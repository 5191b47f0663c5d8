// Copyright 2025 the Vecdiagram Authors
// SPDX-License-Identifier: Apache-2.0 OR MIT

//! Single-pointer drag tracking: per-event movement and slop detection.
//!
//! ## Usage
//!
//! 1) Call [`DragTracker::start`] with the pointer-down position.
//! 2) Check [`DragTracker::exceeds_slop`] to decide whether a press has
//!    turned into a drag (rather than a tap).
//! 3) On each move event, call [`DragTracker::update`] to get the movement
//!    since the previous event.
//! 4) Call [`DragTracker::rebase`] when the reference pointer changes (for
//!    example when a pinch drops back to one finger) so the next delta is
//!    measured from the current position instead of jumping.
//! 5) End with [`DragTracker::end`].
//!
//! ## Minimal example
//!
//! ```
//! use kurbo::{Point, Vec2};
//! use vecdiagram_gesture::drag::DragTracker;
//!
//! let mut drag = DragTracker::default();
//! drag.start(Point::new(10.0, 20.0));
//!
//! assert!(!drag.exceeds_slop(Point::new(12.0, 21.0), 8.0));
//! assert_eq!(drag.update(Point::new(15.0, 25.0)), Some(Vec2::new(5.0, 5.0)));
//! ```

use kurbo::{Point, Vec2};

/// Tracks the reference positions of a single dragging pointer.
#[derive(Debug, Clone, Default, Copy)]
pub struct DragTracker {
    /// Position where the drag started.
    pub start_pos: Option<Point>,
    /// Position of the previous event; deltas are measured from here.
    pub last_pos: Option<Point>,
}

impl DragTracker {
    /// Start tracking from the given position.
    pub fn start(&mut self, pos: Point) {
        self.start_pos = Some(pos);
        self.last_pos = Some(pos);
    }

    /// Record a new position and return the movement since the previous one.
    ///
    /// Returns `None` when no drag is being tracked.
    pub fn update(&mut self, pos: Point) -> Option<Vec2> {
        if self.start_pos.is_none() {
            return None;
        }
        let last = self.last_pos.replace(pos)?;
        Some(pos - last)
    }

    /// Measure subsequent deltas from `pos` without emitting movement.
    pub fn rebase(&mut self, pos: Point) {
        if self.start_pos.is_none() {
            self.start_pos = Some(pos);
        }
        self.last_pos = Some(pos);
    }

    /// Returns `true` once `pos` is farther than `slop` from the start position.
    pub fn exceeds_slop(&self, pos: Point, slop: f64) -> bool {
        self.start_pos
            .is_some_and(|start| (pos - start).hypot2() > slop * slop)
    }

    /// Stop tracking.
    pub fn end(&mut self) {
        self.start_pos = None;
        self.last_pos = None;
    }

    /// Returns `true` while a drag is being tracked.
    pub fn is_active(&self) -> bool {
        self.start_pos.is_some()
    }
}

- - -

Copy the data above in its entirety, exactly as given.

repository 5191b47f0663c5d8
// Copyright 2025 the Vecdiagram Authors
// SPDX-License-Identifier: Apache-2.0 OR MIT

//! Single-pointer drag tracking: per-event movement and slop detection.
//!
//! ## Usage
//!
//! 1) Call [`DragTracker::start`] with the pointer-down position.
//! 2) Check [`DragTracker::exceeds_slop`] to decide whether a press has
//!    turned into a drag (rather than a tap).
//! 3) On each move event, call [`DragTracker::update`] to get the movement
//!    since the previous event.
//! 4) Call [`DragTracker::rebase`] when the reference pointer changes (for
//!    example when a pinch drops back to one finger) so the next delta is
//!    measured from the current position instead of jumping.
//! 5) End with [`DragTracker::end`].
//!
//! ## Minimal example
//!
//! ```
//! use kurbo::{Point, Vec2};
//! use vecdiagram_gesture::drag::DragTracker;
//!
//! let mut drag = DragTracker::default();
//! drag.start(Point::new(10.0, 20.0));
//!
//! assert!(!drag.exceeds_slop(Point::new(12.0, 21.0), 8.0));
//! assert_eq!(drag.update(Point::new(15.0, 25.0)), Some(Vec2::new(5.0, 5.0)));
//! ```

use kurbo::{Point, Vec2};

/// Tracks the reference positions of a single dragging pointer.
#[derive(Debug, Clone, Default, Copy)]
pub struct DragTracker {
    /// Position where the drag started.
    pub start_pos: Option<Point>,
    /// Position of the previous event; deltas are measured from here.
    pub last_pos: Option<Point>,
}

impl DragTracker {
    /// Start tracking from the given position.
    pub fn start(&mut self, pos: Point) {
        self.start_pos = Some(pos);
        self.last_pos = Some(pos);
    }

    /// Record a new position and return the movement since the previous one.
    ///
    /// Returns `None` when no drag is being tracked.
    pub fn update(&mut self, pos: Point) -> Option<Vec2> {
        if self.start_pos.is_none() {
            return None;
        }
        let last = self.last_pos.replace(pos)?;
        Some(pos - last)
    }

    /// Measure subsequent deltas from `pos` without emitting movement.
    pub fn rebase(&mut self, pos: Point) {
        if self.start_pos.is_none() {
            self.start_pos = Some(pos);
        }
        self.last_pos = Some(pos);
    }

    /// Returns `true` once `pos` is farther than `slop` from the start position.
    pub fn exceeds_slop(&self, pos: Point, slop: f64) -> bool {
        self.start_pos
            .is_some_and(|start| (pos - start).hypot2() > slop * slop)
    }

    /// Stop tracking.
    pub fn end(&mut self) {
        self.start_pos = None;
        self.last_pos = None;
    }

    /// Returns `true` while a drag is being tracked.
    pub fn is_active(&self) -> bool {
        self.start_pos.is_some()
    }
}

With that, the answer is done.